//! In-process fakes for the resource client and cache ports.

#![allow(dead_code)]

use std::collections::{HashMap, VecDeque};
use std::io;
use std::sync::atomic::{AtomicUsize, Ordering};
use std::sync::{Arc, Mutex};
use std::time::Duration;

use async_trait::async_trait;
use querydeck::{
    CacheError, CacheStore, ResourceClient, RunSnapshot, StateView, TransportError,
};
use serde_json::Value;
use tokio::sync::Notify;

struct Step {
    gate: Option<Arc<Notify>>,
    outcome: Result<Value, TransportError>,
}

/// Resource client answering from per-request-id scripts, optionally held
/// back until a gate is opened.
#[derive(Default)]
pub struct ScriptedClient {
    scripts: Mutex<HashMap<String, VecDeque<Step>>>,
    calls: Mutex<Vec<String>>,
    served: AtomicUsize,
}

impl ScriptedClient {
    pub fn new() -> Arc<Self> {
        Arc::new(Self::default())
    }

    pub fn respond(&self, request_id: &str, body: Value) -> &Self {
        self.push(request_id, None, Ok(body))
    }

    pub fn fail(&self, request_id: &str, error: TransportError) -> &Self {
        self.push(request_id, None, Err(error))
    }

    /// Respond with `body` once the returned gate is notified.
    pub fn respond_gated(&self, request_id: &str, body: Value) -> Arc<Notify> {
        let gate = Arc::new(Notify::new());
        self.push(request_id, Some(Arc::clone(&gate)), Ok(body));
        gate
    }

    fn push(
        &self,
        request_id: &str,
        gate: Option<Arc<Notify>>,
        outcome: Result<Value, TransportError>,
    ) -> &Self {
        self.scripts
            .lock()
            .expect("scripts lock")
            .entry(request_id.to_string())
            .or_default()
            .push_back(Step { gate, outcome });
        self
    }

    pub fn calls(&self) -> Vec<String> {
        self.calls.lock().expect("calls lock").clone()
    }

    pub fn calls_for(&self, request_id: &str) -> usize {
        self.calls()
            .iter()
            .filter(|call| call.as_str() == request_id)
            .count()
    }

    /// Number of fetches that have returned to the caller.
    pub fn served(&self) -> usize {
        self.served.load(Ordering::SeqCst)
    }
}

#[async_trait]
impl ResourceClient for ScriptedClient {
    async fn fetch_resource(&self, request_id: &str) -> Result<Value, TransportError> {
        self.calls
            .lock()
            .expect("calls lock")
            .push(request_id.to_string());
        let step = self
            .scripts
            .lock()
            .expect("scripts lock")
            .get_mut(request_id)
            .and_then(VecDeque::pop_front);
        let Some(step) = step else {
            self.served.fetch_add(1, Ordering::SeqCst);
            return Err(TransportError::new(format!("unscripted request {request_id}")));
        };
        if let Some(gate) = step.gate {
            gate.notified().await;
        }
        self.served.fetch_add(1, Ordering::SeqCst);
        step.outcome
    }
}

/// Map-backed cache that records traffic and can be told to fail.
#[derive(Default)]
pub struct RecordingCache {
    entries: Mutex<HashMap<String, Value>>,
    gets: Mutex<Vec<String>>,
    puts: Mutex<Vec<String>>,
    fail_gets: bool,
    fail_puts: bool,
}

impl RecordingCache {
    pub fn new() -> Arc<Self> {
        Arc::new(Self::default())
    }

    pub fn failing_reads() -> Arc<Self> {
        Arc::new(Self {
            fail_gets: true,
            ..Self::default()
        })
    }

    pub fn failing_writes() -> Arc<Self> {
        Arc::new(Self {
            fail_puts: true,
            ..Self::default()
        })
    }

    pub fn seed(&self, key: &str, value: Value) {
        self.entries
            .lock()
            .expect("entries lock")
            .insert(key.to_string(), value);
    }

    pub fn entry(&self, key: &str) -> Option<Value> {
        self.entries.lock().expect("entries lock").get(key).cloned()
    }

    pub fn gets(&self) -> Vec<String> {
        self.gets.lock().expect("gets lock").clone()
    }

    pub fn puts(&self) -> Vec<String> {
        self.puts.lock().expect("puts lock").clone()
    }
}

#[async_trait]
impl CacheStore for RecordingCache {
    async fn get(&self, key: &str) -> Result<Value, CacheError> {
        self.gets.lock().expect("gets lock").push(key.to_string());
        if self.fail_gets {
            return Err(CacheError::Io(io::Error::other("disk unavailable")));
        }
        self.entry(key).ok_or_else(|| CacheError::miss(key))
    }

    async fn put(&self, key: &str, value: &Value) -> Result<(), CacheError> {
        self.puts.lock().expect("puts lock").push(key.to_string());
        if self.fail_puts {
            return Err(CacheError::Io(io::Error::other("disk full")));
        }
        self.seed(key, value.clone());
        Ok(())
    }
}

/// Wait (bounded) until `predicate` holds for the published snapshot.
pub async fn wait_until<F>(view: &mut StateView, predicate: F) -> RunSnapshot
where
    F: Fn(&RunSnapshot) -> bool,
{
    tokio::time::timeout(Duration::from_secs(5), async {
        let mut snapshot = view.snapshot();
        while !predicate(&snapshot) {
            snapshot = view.changed().await.expect("orchestrator alive");
        }
        snapshot
    })
    .await
    .expect("condition reached in time")
}

pub async fn settled(view: &mut StateView) -> RunSnapshot {
    tokio::time::timeout(Duration::from_secs(5), view.settled())
        .await
        .expect("settled in time")
        .expect("orchestrator alive")
}

pub fn orchestrator(
    client: &Arc<ScriptedClient>,
    cache: Option<&Arc<RecordingCache>>,
) -> querydeck::QueryOrchestrator {
    let client: Arc<dyn ResourceClient> = Arc::clone(client) as Arc<dyn ResourceClient>;
    let cache = cache.map(|cache| Arc::clone(cache) as Arc<dyn CacheStore>);
    querydeck::QueryOrchestrator::new(client, cache)
}
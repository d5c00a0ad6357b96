//! Application layer: query orchestration over the cache and resource ports.

pub mod error;
pub mod orchestrator;
mod resolve;
pub mod resource;
pub mod sink;

pub use orchestrator::{Fingerprint, QueryOrchestrator, RunError, RunStart};
pub use resource::ResourceClient;
pub use sink::{Generation, RunSnapshot, StateView};
//! Response bodies: the optional `data` envelope and its typed view.

use serde::{Deserialize, Serialize};
use serde_json::Value;

/// Envelope field holding the payload.
pub const DATA_FIELD: &str = "data";

/// Strip the result-set envelope from a body.
///
/// A mapping with a `data` field yields that field; anything else is returned
/// unchanged. Applied to every successful fetch, whether it came from the cache
/// or the network.
pub fn unwrap_body(body: Value) -> Value {
    match body {
        Value::Object(mut fields) => match fields.remove(DATA_FIELD) {
            Some(data) => data,
            None => Value::Object(fields),
        },
        other => other,
    }
}

/// The backend's standard list envelope.
#[derive(Debug, Clone, PartialEq, Serialize, Deserialize)]
pub struct LookupResult<T> {
    pub data: Vec<T>,
    /// Number of items returned.
    pub count: usize,
    /// Where the backend read the rows from.
    #[serde(default)]
    pub storage_source: String,
    /// Backend query time in seconds.
    #[serde(default)]
    pub time: f64,
}

impl<T> LookupResult<T> {
    pub fn new(data: Vec<T>, storage_source: impl Into<String>, time: f64) -> Self {
        Self {
            count: data.len(),
            data,
            storage_source: storage_source.into(),
            time,
        }
    }

    pub fn is_empty(&self) -> bool {
        self.data.is_empty()
    }
}

impl<T: for<'de> Deserialize<'de>> LookupResult<T> {
    /// Decode a raw (still wrapped) body into the typed envelope.
    pub fn from_body(body: &Value) -> Result<Self, serde_json::Error> {
        Self::deserialize(body)
    }
}
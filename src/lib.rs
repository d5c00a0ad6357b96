//! Concurrent page-load queries with a write-through cache and a two-phase
//! fast/slow retrieval protocol.
//!
//! A page load is a set of [`QueryDescriptor`]s plus a [`Fingerprint`]. The
//! [`QueryOrchestrator`] issues every query in its own task, resolves each one
//! cache-first, and publishes per-query [`QueryState`]s on a [`StateView`].

pub mod application;
pub mod cache;
pub mod config;
pub mod domain;
pub mod infra;
pub(crate) mod util;

pub use application::{
    Fingerprint, QueryOrchestrator, ResourceClient, RunError, RunSnapshot, StateView,
};
pub use cache::{CacheError, CacheStore};
pub use domain::{
    QueryDescriptor, QueryMode, QueryState, QueryStatus, SufficiencyThreshold, TransportError,
};
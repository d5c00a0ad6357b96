//! Query descriptors: what a page asks for, and how each request id is derived.

use std::fmt;
use std::sync::Arc;

use serde::de::Error as _;
use serde::{Deserialize, Deserializer, Serialize, Serializer};
use serde_json::Value;

/// Query-string parameter carrying the retrieval phase of a two-phase query.
pub const QUERY_MODE_PARAM: &str = "query_mode";

/// Retrieval protocol for a single query.
#[derive(Debug, Clone, Copy, PartialEq, Eq, Hash, Default, Serialize, Deserialize)]
pub enum QueryMode {
    /// One request, issued as-is.
    #[default]
    #[serde(rename = "single")]
    Single,
    /// Cheap `fast` preview first, authoritative `slow` variant when the preview
    /// comes back too small.
    #[serde(rename = "two_step")]
    TwoPhase,
}

/// One leg of a two-phase query.
#[derive(Debug, Clone, Copy, PartialEq, Eq, Hash)]
pub enum Phase {
    Fast,
    Slow,
}

impl Phase {
    pub fn as_str(self) -> &'static str {
        match self {
            Phase::Fast => "fast",
            Phase::Slow => "slow",
        }
    }
}

impl fmt::Display for Phase {
    fn fmt(&self, f: &mut fmt::Formatter<'_>) -> fmt::Result {
        f.write_str(self.as_str())
    }
}

/// Append the `query_mode` marker for `phase`, joining with `&` when the request
/// id already carries a query string.
pub fn phase_request_id(request_id: &str, phase: Phase) -> String {
    let separator = if request_id.contains('?') { '&' } else { '?' };
    format!("{request_id}{separator}{QUERY_MODE_PARAM}={phase}")
}

/// Largest fast-phase collection length that still counts as insufficient.
///
/// The comparison is inclusive: with the default of `Count(0)` an empty array
/// triggers the slow phase while a one-element array does not.
#[derive(Debug, Clone, Copy, PartialEq, Eq)]
pub enum SufficiencyThreshold {
    Count(usize),
    /// Every collection is insufficient; the slow phase always runs.
    Unbounded,
}

impl SufficiencyThreshold {
    /// Whether a fast-phase value is too small to stand on its own.
    ///
    /// Only arrays are measured. Objects and scalars are always sufficient.
    pub fn is_insufficient(self, value: &Value) -> bool {
        let Value::Array(items) = value else {
            return false;
        };
        match self {
            SufficiencyThreshold::Count(limit) => items.len() <= limit,
            SufficiencyThreshold::Unbounded => true,
        }
    }
}

impl Default for SufficiencyThreshold {
    fn default() -> Self {
        SufficiencyThreshold::Count(0)
    }
}

impl From<usize> for SufficiencyThreshold {
    fn from(count: usize) -> Self {
        SufficiencyThreshold::Count(count)
    }
}

const UNBOUNDED_NAMES: [&str; 3] = ["inf", "infinity", "unbounded"];

#[derive(Deserialize)]
#[serde(untagged)]
enum RawThreshold {
    Count(usize),
    Named(String),
}

impl<'de> Deserialize<'de> for SufficiencyThreshold {
    fn deserialize<D: Deserializer<'de>>(deserializer: D) -> Result<Self, D::Error> {
        match RawThreshold::deserialize(deserializer)? {
            RawThreshold::Count(count) => Ok(SufficiencyThreshold::Count(count)),
            RawThreshold::Named(name)
                if UNBOUNDED_NAMES.contains(&name.to_ascii_lowercase().as_str()) =>
            {
                Ok(SufficiencyThreshold::Unbounded)
            }
            RawThreshold::Named(other) => Err(D::Error::custom(format!(
                "invalid min_sufficient_count `{other}`: expected an integer or \"inf\""
            ))),
        }
    }
}

impl Serialize for SufficiencyThreshold {
    fn serialize<S: Serializer>(&self, serializer: S) -> Result<S::Ok, S::Error> {
        match self {
            SufficiencyThreshold::Count(count) => serializer.serialize_u64(*count as u64),
            SufficiencyThreshold::Unbounded => serializer.serialize_str(UNBOUNDED_NAMES[0]),
        }
    }
}

type ValidateFn = dyn Fn(&Value) -> Result<(), String> + Send + Sync;

/// Acceptance check run against an unwrapped value before it is published or
/// written to the cache.
#[derive(Clone)]
pub struct Validator(Arc<ValidateFn>);

impl Validator {
    pub fn new<F>(check: F) -> Self
    where
        F: Fn(&Value) -> Result<(), String> + Send + Sync + 'static,
    {
        Self(Arc::new(check))
    }

    pub fn check(&self, value: &Value) -> Result<(), String> {
        (self.0)(value)
    }
}

impl fmt::Debug for Validator {
    fn fmt(&self, f: &mut fmt::Formatter<'_>) -> fmt::Result {
        f.write_str("Validator(..)")
    }
}

/// A named fetch within one run.
#[derive(Debug, Clone)]
pub struct QueryDescriptor {
    /// Key under which the query's state is published. Unique per run.
    pub name: String,
    /// Request path (optionally with a query string) handed to the resource client.
    pub request_id: String,
    pub mode: QueryMode,
    /// Only consulted for [`QueryMode::TwoPhase`].
    pub min_sufficient_count: SufficiencyThreshold,
    pub validator: Option<Validator>,
}

impl QueryDescriptor {
    pub fn single(name: impl Into<String>, request_id: impl Into<String>) -> Self {
        Self {
            name: name.into(),
            request_id: request_id.into(),
            mode: QueryMode::Single,
            min_sufficient_count: SufficiencyThreshold::default(),
            validator: None,
        }
    }

    pub fn two_phase(name: impl Into<String>, request_id: impl Into<String>) -> Self {
        Self {
            mode: QueryMode::TwoPhase,
            ..Self::single(name, request_id)
        }
    }

    pub fn with_min_sufficient_count(mut self, threshold: impl Into<SufficiencyThreshold>) -> Self {
        self.min_sufficient_count = threshold.into();
        self
    }

    /// Force the slow phase regardless of the fast result's size.
    pub fn always_slow(self) -> Self {
        self.with_min_sufficient_count(SufficiencyThreshold::Unbounded)
    }

    pub fn with_validator<F>(mut self, check: F) -> Self
    where
        F: Fn(&Value) -> Result<(), String> + Send + Sync + 'static,
    {
        self.validator = Some(Validator::new(check));
        self
    }

    pub fn is_two_phase(&self) -> bool {
        self.mode == QueryMode::TwoPhase
    }
}
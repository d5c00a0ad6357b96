//! Page-load orchestration: one run per fingerprint change, one task per query.

use std::collections::HashSet;
use std::sync::atomic::{AtomicU64, Ordering};
use std::sync::{Arc, Mutex};

use serde_json::Value;
use thiserror::Error;
use tokio::runtime::Handle;
use tracing::{debug, info};

use crate::cache::CacheStore;
use crate::domain::descriptor::QueryDescriptor;
use crate::domain::error::TransportError;
use crate::domain::state::{QueryState, StateMap};
use crate::util::lock::mutex_lock;

use super::resolve::{TaskContext, resolve_query};
use super::resource::ResourceClient;
use super::sink::{Generation, RunSnapshot, StateSink, StateView};

const SOURCE: &str = "application::orchestrator";

/// Caller-supplied run identity, compared by value.
#[derive(Debug, Clone, Default, PartialEq)]
pub struct Fingerprint(Vec<Value>);

impl Fingerprint {
    pub fn new<I, V>(values: I) -> Self
    where
        I: IntoIterator<Item = V>,
        V: Into<Value>,
    {
        Self(values.into_iter().map(Into::into).collect())
    }

    pub fn values(&self) -> &[Value] {
        &self.0
    }
}

impl From<Vec<Value>> for Fingerprint {
    fn from(values: Vec<Value>) -> Self {
        Self(values)
    }
}

#[derive(Debug, Error, PartialEq, Eq)]
pub enum RunError {
    #[error("duplicate query name `{0}` in one run")]
    DuplicateName(String),
    #[error("runs must be started from within a tokio runtime")]
    NoRuntime,
}

/// Outcome of [`QueryOrchestrator::run`].
#[derive(Debug, Clone, Copy, PartialEq, Eq)]
pub enum RunStart {
    /// A new run began with this generation.
    Started(Generation),
    /// The fingerprint matched the current run; nothing was reissued.
    Unchanged(Generation),
}

/// Issues every query of a page load concurrently and publishes their states.
///
/// Starting a new run does not cancel the previous run's tasks. Their results
/// are dropped on arrival because each commit is tagged with the generation it
/// was started under.
pub struct QueryOrchestrator {
    client: Arc<dyn ResourceClient>,
    cache: Option<Arc<dyn CacheStore>>,
    sink: Arc<StateSink>,
    current: Mutex<Option<Fingerprint>>,
    generations: AtomicU64,
}

impl QueryOrchestrator {
    /// `cache` is the store consulted when a run enables caching; with `None`
    /// every run goes to the network.
    pub fn new(client: Arc<dyn ResourceClient>, cache: Option<Arc<dyn CacheStore>>) -> Self {
        Self {
            client,
            cache,
            sink: Arc::new(StateSink::new()),
            current: Mutex::new(None),
            generations: AtomicU64::new(0),
        }
    }

    /// Start a run for `fingerprint` unless it is already the current one.
    ///
    /// Every query's state is reset to loading before this returns; results
    /// then land on the returned view as each task settles.
    pub fn run(
        &self,
        descriptors: Vec<QueryDescriptor>,
        fingerprint: Fingerprint,
        cache_enabled: bool,
    ) -> Result<StateView, RunError> {
        self.start(descriptors, fingerprint, cache_enabled)?;
        Ok(self.view())
    }

    /// As [`run`](Self::run), reporting whether a new run began.
    pub fn start(
        &self,
        descriptors: Vec<QueryDescriptor>,
        fingerprint: Fingerprint,
        cache_enabled: bool,
    ) -> Result<RunStart, RunError> {
        ensure_unique_names(&descriptors)?;
        let runtime = Handle::try_current().map_err(|_| RunError::NoRuntime)?;

        let mut current = mutex_lock(&self.current, SOURCE, "start");
        if current.as_ref() == Some(&fingerprint) {
            let generation = self.sink.snapshot().generation;
            debug!(generation, "Fingerprint unchanged; keeping current run");
            return Ok(RunStart::Unchanged(generation));
        }

        let generation = self.generations.fetch_add(1, Ordering::SeqCst) + 1;
        let states: StateMap = descriptors
            .iter()
            .map(|descriptor| (descriptor.name.clone(), QueryState::loading(descriptor.mode)))
            .collect();
        self.sink.reset(generation, states);
        *current = Some(fingerprint);
        drop(current);

        let cache = if cache_enabled { self.cache.clone() } else { None };
        info!(
            generation,
            queries = descriptors.len(),
            cache_enabled = cache.is_some(),
            "Run started"
        );

        let ctx = TaskContext {
            generation,
            client: Arc::clone(&self.client),
            cache,
            sink: Arc::clone(&self.sink),
        };
        for descriptor in descriptors {
            spawn_query(&runtime, ctx.clone(), descriptor);
        }

        Ok(RunStart::Started(generation))
    }

    pub fn view(&self) -> StateView {
        self.sink.view()
    }

    pub fn snapshot(&self) -> RunSnapshot {
        self.sink.snapshot()
    }
}

/// Run one query in its own task. A panic inside resolution becomes a failed
/// state for that query instead of leaving it loading forever.
fn spawn_query(runtime: &Handle, ctx: TaskContext, descriptor: QueryDescriptor) {
    let name = descriptor.name.clone();
    let task = runtime.spawn(resolve_query(ctx.clone(), descriptor));
    runtime.spawn(async move {
        if let Err(err) = task.await {
            ctx.commit(&name, |_| {
                QueryState::failed(TransportError::new(format!("query task failed: {err}")))
            });
        }
    });
}

fn ensure_unique_names(descriptors: &[QueryDescriptor]) -> Result<(), RunError> {
    let mut seen = HashSet::with_capacity(descriptors.len());
    for descriptor in descriptors {
        if !seen.insert(descriptor.name.as_str()) {
            return Err(RunError::DuplicateName(descriptor.name.clone()));
        }
    }
    Ok(())
}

# # #

The lines that mention the word "ResourceClient" should be pulled from the records above.

- **Exercise output**:
    CacheError, CacheStore, ResourceClient, RunSnapshot, StateView, TransportError,
impl ResourceClient for ScriptedClient {
    let client: Arc<dyn ResourceClient> = Arc::clone(client) as Arc<dyn ResourceClient>;
pub use resource::ResourceClient;
    Fingerprint, QueryOrchestrator, ResourceClient, RunError, RunSnapshot, StateView,
use super::resource::ResourceClient;
    client: Arc<dyn ResourceClient>,
    pub fn new(client: Arc<dyn ResourceClient>, cache: Option<Arc<dyn CacheStore>>) -> Self {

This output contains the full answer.